Task to carry out: Using the entries that follow, write out the line containing "let route = req", the line containing "let fut = self.service.call(req);", and every line between them, exactly and nothing else.

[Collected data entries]
━━━

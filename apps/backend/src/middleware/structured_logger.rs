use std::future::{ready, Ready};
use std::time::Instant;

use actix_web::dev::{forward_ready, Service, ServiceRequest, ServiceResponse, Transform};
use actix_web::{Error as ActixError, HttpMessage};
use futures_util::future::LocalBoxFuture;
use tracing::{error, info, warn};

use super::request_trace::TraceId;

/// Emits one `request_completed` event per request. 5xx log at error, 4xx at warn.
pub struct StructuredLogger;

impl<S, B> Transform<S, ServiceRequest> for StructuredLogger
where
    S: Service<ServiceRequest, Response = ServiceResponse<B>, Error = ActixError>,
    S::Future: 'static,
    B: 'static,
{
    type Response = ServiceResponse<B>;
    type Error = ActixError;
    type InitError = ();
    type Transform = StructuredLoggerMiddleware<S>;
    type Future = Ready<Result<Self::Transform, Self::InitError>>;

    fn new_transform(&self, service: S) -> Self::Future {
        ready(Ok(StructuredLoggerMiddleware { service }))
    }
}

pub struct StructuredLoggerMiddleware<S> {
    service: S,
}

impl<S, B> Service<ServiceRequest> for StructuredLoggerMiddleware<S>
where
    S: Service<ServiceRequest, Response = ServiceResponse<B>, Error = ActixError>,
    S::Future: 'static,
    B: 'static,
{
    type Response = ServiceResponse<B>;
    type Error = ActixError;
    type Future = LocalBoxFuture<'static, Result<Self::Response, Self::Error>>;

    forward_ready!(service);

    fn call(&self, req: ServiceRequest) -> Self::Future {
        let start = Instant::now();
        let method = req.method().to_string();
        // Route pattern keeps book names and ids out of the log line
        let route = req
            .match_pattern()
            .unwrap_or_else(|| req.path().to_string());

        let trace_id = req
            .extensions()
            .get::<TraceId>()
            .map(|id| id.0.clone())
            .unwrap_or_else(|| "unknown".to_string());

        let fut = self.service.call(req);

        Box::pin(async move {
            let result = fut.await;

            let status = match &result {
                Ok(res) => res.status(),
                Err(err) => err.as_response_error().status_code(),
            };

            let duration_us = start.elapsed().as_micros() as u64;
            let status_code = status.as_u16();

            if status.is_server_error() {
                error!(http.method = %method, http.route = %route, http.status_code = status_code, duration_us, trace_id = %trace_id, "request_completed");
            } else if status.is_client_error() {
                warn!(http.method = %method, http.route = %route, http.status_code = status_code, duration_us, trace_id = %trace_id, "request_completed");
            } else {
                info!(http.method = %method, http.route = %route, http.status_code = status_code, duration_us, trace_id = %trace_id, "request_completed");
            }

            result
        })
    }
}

━━━

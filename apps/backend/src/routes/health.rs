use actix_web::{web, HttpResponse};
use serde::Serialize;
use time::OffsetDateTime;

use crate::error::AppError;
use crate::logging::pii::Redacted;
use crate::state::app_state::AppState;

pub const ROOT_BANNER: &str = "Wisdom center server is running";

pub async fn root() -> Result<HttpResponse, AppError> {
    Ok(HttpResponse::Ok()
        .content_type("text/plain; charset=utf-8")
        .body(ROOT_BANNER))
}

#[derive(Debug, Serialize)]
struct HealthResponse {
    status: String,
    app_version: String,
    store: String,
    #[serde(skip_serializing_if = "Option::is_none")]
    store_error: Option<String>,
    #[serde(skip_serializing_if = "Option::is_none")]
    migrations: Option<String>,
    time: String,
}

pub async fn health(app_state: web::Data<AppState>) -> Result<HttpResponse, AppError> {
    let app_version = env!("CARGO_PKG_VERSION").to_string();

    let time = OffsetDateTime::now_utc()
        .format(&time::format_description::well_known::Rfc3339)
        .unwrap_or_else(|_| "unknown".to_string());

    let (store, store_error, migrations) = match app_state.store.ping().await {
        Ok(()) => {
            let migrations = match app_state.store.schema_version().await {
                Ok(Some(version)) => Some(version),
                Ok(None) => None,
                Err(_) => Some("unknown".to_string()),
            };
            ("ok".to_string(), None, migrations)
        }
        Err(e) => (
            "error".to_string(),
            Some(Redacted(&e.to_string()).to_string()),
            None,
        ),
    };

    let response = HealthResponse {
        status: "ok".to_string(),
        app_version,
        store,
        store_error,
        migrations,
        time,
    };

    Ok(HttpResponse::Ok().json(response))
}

━━━

Output of the task:
        let route = req
            .match_pattern()
            .unwrap_or_else(|| req.path().to_string());

        let trace_id = req
            .extensions()
            .get::<TraceId>()
            .map(|id| id.0.clone())
            .unwrap_or_else(|| "unknown".to_string());

        let fut = self.service.call(req);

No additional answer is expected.